采用了4種乳酸桿菌作為接種劑，從發酵體系的理化指標和細菌群落的組成及動態變化對接種不同種乳酸桿菌對東北酸菜發酵特性的影響進行了系統的分析。

pH值是評定蔬菜發酵程度的重要指標[11-12]。pH值下降速度快，表明蔬菜進入定向發酵越早，酸菜成熟速度也就越快。本研究中，各接種處理組酸菜的pH值下降、乳酸產生速度均比對照組快，說明4種接種用乳酸桿菌均使發酵進程顯著縮短，這與已有關于蔬菜發酵文獻報道的結果類似[13]。本研究應用高效液相色譜法分析發酵體系中的乳酸和乙酸的質量濃度，結果顯示乳酸是酸菜中主要的有機酸，與已有的研究報道一致[14-15]。 在5組處理中，L.curvatus與L.plantarum接種處理的酸菜發酵體系乳酸質量濃度最高，說明同型發酵乳酸菌可以顯著提高發酵體系中的乳酸質量濃度[16]；L.brevis和L.oligofermentans接種處理的酸菜發酵體系乙酸質量濃度最高，且在發酵第6天，只在L.brevis、L.oligofermentans和對照組體系中檢測到乙酸，說明乙酸主要來源于異型發酵乳酸菌的作用[17]。乙酸被認為是有效的抗菌化合物，可以抑制發酵食品中病原真菌和腐敗菌的生長[18]，適當提高發酵酸菜中的乙酸質量濃度，對于產品風味的提高具有一定的積極作用[19]。

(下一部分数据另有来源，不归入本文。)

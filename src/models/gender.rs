use sea_orm::{DeriveActiveEnum, EnumIter};
use serde::{Deserialize, Serialize};
use utoipa::ToSchema;

/// 下注与揭晓共用的性别枚举，数据库内以字符串存储
#[derive(
    Debug, Clone, Copy, Serialize, Deserialize, PartialEq, Eq, ToSchema, DeriveActiveEnum, EnumIter,
)]
#[sea_orm(rs_type = "String", db_type = "Enum", enum_name = "gender")]
#[serde(rename_all = "SCREAMING_SNAKE_CASE")]
pub enum Gender {
    #[sea_orm(string_value = "BOY")]
    Boy,
    #[sea_orm(string_value = "GIRL")]
    Girl,
}

impl std::fmt::Display for Gender {
    fn fmt(&self, f: &mut std::fmt::Formatter<'_>) -> std::fmt::Result {
        match self {
            Gender::Boy => write!(f, "BOY"),
            Gender::Girl => write!(f, "GIRL"),
        }
    }
}

#[derive(
    Debug, Clone, Copy, Serialize, Deserialize, PartialEq, Eq, ToSchema, DeriveActiveEnum, EnumIter,
)]
#[sea_orm(rs_type = "String", db_type = "Enum", enum_name = "clue_type")]
#[serde(rename_all = "SCREAMING_SNAKE_CASE")]
pub enum ClueType {
    #[sea_orm(string_value = "ULTRASOUND")]
    Ultrasound,
    #[sea_orm(string_value = "SYMPTOM")]
    Symptom,
    #[sea_orm(string_value = "OTHER")]
    Other,
}

#[cfg(test)]
mod tests {
    use super::*;

    #[test]
    fn test_gender_serde_round_trip() {
        let json = serde_json::to_string(&Gender::Boy).unwrap();
        assert_eq!(json, "\"BOY\"");
        let back: Gender = serde_json::from_str("\"GIRL\"").unwrap();
        assert_eq!(back, Gender::Girl);
    }

    #[test]
    fn test_gender_rejects_unknown_value() {
        assert!(serde_json::from_str::<Gender>("\"UNKNOWN\"").is_err());
        assert!(serde_json::from_str::<Gender>("\"boy\"").is_err());
    }
}
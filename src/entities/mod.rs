pub mod bets;
pub mod clues;
pub mod reveal_configs;
pub mod symptoms;
pub mod users;

pub use bets as bet_entity;
pub use clues as clue_entity;
pub use reveal_configs as reveal_config_entity;
pub use symptoms as symptom_entity;
pub use users as user_entity;
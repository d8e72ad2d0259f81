use actix_session::{config::PersistentSession, storage::CookieSessionStore, SessionMiddleware};
use actix_web::cookie::{time::Duration, Key};
use actix_web::{middleware::Logger, web, App, HttpServer};
use chrono::Local; // timestamp in log lines
use env_logger::{Env, Target};
use std::io::Write; // for env_logger custom formatter

use reveal_backend::{
    config::Config,
    database::{create_pool, run_migrations},
    error::AppError,
    external::GoogleAuthService,
    handlers,
    middlewares::create_cors,
    services::*,
    swagger::swagger_config,
};

#[actix_web::main]
async fn main() -> std::io::Result<()> {
    env_logger::Builder::from_env(Env::default().default_filter_or("info"))
        .format(|buf, record| {
            let ts = Local::now().format("%Y-%m-%dT%H:%M:%S%.3f%:z");
            let level = record.level().as_str().to_ascii_lowercase();
            let msg_json = serde_json::to_string(&format!("{}", record.args()))
                .unwrap_or_else(|_| "\"<invalid utf8>\"".to_string());
            writeln!(
                buf,
                "{{\"timestamp\":\"{}\",\"level\":\"{}\",\"message\":{},\"target\":\"{}\"}}",
                ts,
                level,
                msg_json,
                record.target(),
            )
        })
        .target(Target::Stdout)
        .init();

    // 加载配置
    let config = Config::from_toml().expect("Failed to load configuration file");

    // 创建数据库连接池
    let pool = create_pool(&config.database)
        .await
        .expect("Failed to create database connection pool");

    // 运行数据库迁移
    run_migrations(&pool)
        .await
        .expect("Failed to run database migrations");

    // 外部身份校验
    let google_auth = GoogleAuthService::new(config.google.clone());

    // 服务只构造一次，worker 间通过 Data 句柄共享
    let auth_service = web::Data::new(AuthService::new(pool.clone(), google_auth));
    let bet_service = web::Data::new(BetService::new(pool.clone()));
    let reveal_service = web::Data::new(RevealService::new(pool.clone()));
    let clue_service = web::Data::new(ClueService::new(pool.clone()));
    let symptom_service = web::Data::new(SymptomService::new(pool));

    // session cookie 密钥由配置的 secret 派生
    let session_key = Key::derive_from(config.session.secret.as_bytes());
    let cookie_secure = config.session.cookie_secure;

    let host = config.server.host.clone();
    let port = config.server.port;

    let app_config = web::Data::new(config);

    log::info!("Starting HTTP server at {}:{}", host, port);

    HttpServer::new(move || {
        App::new()
            .wrap(Logger::default())
            .wrap(create_cors())
            .wrap(
                SessionMiddleware::builder(CookieSessionStore::default(), session_key.clone())
                    .cookie_secure(cookie_secure)
                    .cookie_http_only(true)
                    .session_lifecycle(PersistentSession::default().session_ttl(Duration::days(7)))
                    .build(),
            )
            .app_data(app_config.clone())
            .app_data(auth_service.clone())
            .app_data(bet_service.clone())
            .app_data(reveal_service.clone())
            .app_data(clue_service.clone())
            .app_data(symptom_service.clone())
            // 请求体解析失败也返回统一的 {"error": ...}
            .app_data(web::JsonConfig::default().error_handler(|err, _req| {
                AppError::ValidationError(err.to_string()).into()
            }))
            .configure(swagger_config)
            .route("/health", web::get().to(handlers::config::health))
            .service(
                web::scope("/api")
                    .configure(handlers::config_config)
                    .configure(handlers::auth_config)
                    .configure(handlers::bet_config)
                    .configure(handlers::clue_config)
                    .configure(handlers::admin_config)
                    .configure(handlers::symptom_config),
            )
    })
    .bind((host.as_str(), port))?
    .run()
    .await
}
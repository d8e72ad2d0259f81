pub mod google;

pub use google::*;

在發酵前6天，接種處理組乳酸菌數量高于對照組，是由于發酵開始時接入了數量較高的乳酸菌。在發酵第12天到發酵結束，各處理組乳酸菌數量區別并不顯著，與有關的接種蔬菜發酵文獻報道一致[20-21]。這說明接種處理在發酵前期對乳酸菌的數量有著顯著影響，之后隨著時間的延續影響不再顯著。可能的原因是當體系pH足夠低，有機酸積累到一定值時，體系內除乳酸菌外的其它菌不再生長，乳酸菌增殖也達到穩定的結果。本研究中L.curvatus、L.plantarum接種處理組酸菜的可溶性糖質量分數下降速度最慢，這與以往的研究結果不一致[8]，分析可能的原因是本研究中原料中的可溶性糖質量分數相對較高，乳酸菌發酵利用可溶性糖產生足夠的乳酸后使體系內的微生物消耗糖的速度減慢所導致。

作者用高通量測序技術分析了在第12天和第30天各處理組的細菌組成和動態變化。在門水平上，Firmicutes和Proteobacteria是酸菜樣品中的優勢細菌門，這與以往的研究結果一致[22-23]。酸菜發酵可分為兩個階段，即由Leuconostoc占優勢的異型發酵階段和以L.plantarum為主的同型發酵階段[24-25]。在本研究中，接種處理組Leuconostoc相對豐度低于對照組，Lactobacillus的相對豐度高于對照組。在本研究中，接種處理的酸菜體系Enterobacteriaceae和Psudomonas相對豐度低于對照組。已有的研究結果顯示，Enterobacteriaceae和Psudomonas會利用酸菜中游離的氨基酸生成破壞酸菜質量的生物胺（主要是腐胺和尸胺）[26]，同時與乳酸菌競爭使用糖類，減少乳酸的生成。乳酸菌會降低發酵體系的pH，生成有機酸、過氧化氫、細菌素等物質抑制Enterobacteriaceae、Psudomonas和Listeria monocytogenes等食源性病原菌和腐敗菌的生長[27-29]，這說明接種處理提高了酸菜的品質。接種處理使體系發酵前期的乳酸菌數量升高，乳酸菌可以利用少量的碳水化合物來合成大量的有機酸，進而造成體系pH的降低，抑制Enterobacteriaceae和Psudomonas的生長，這也與發酵蔬菜的研究結果一致[30-32]。

4 結 語

使用這4株乳酸菌接種酸菜縮短了酸菜的發酵時間，改善了酸菜的品質。結合生理生化指標及微生物組成分析結果，若欲使酸菜發酵體系的pH下降及乳酸積累更快，使用L.curvatus與L.plantarum更好，從終產品的微生物安全性來看，L.plantarum更值得推薦。本研究結果將為篩選符合不同發酵目的的接種劑提供技術參考。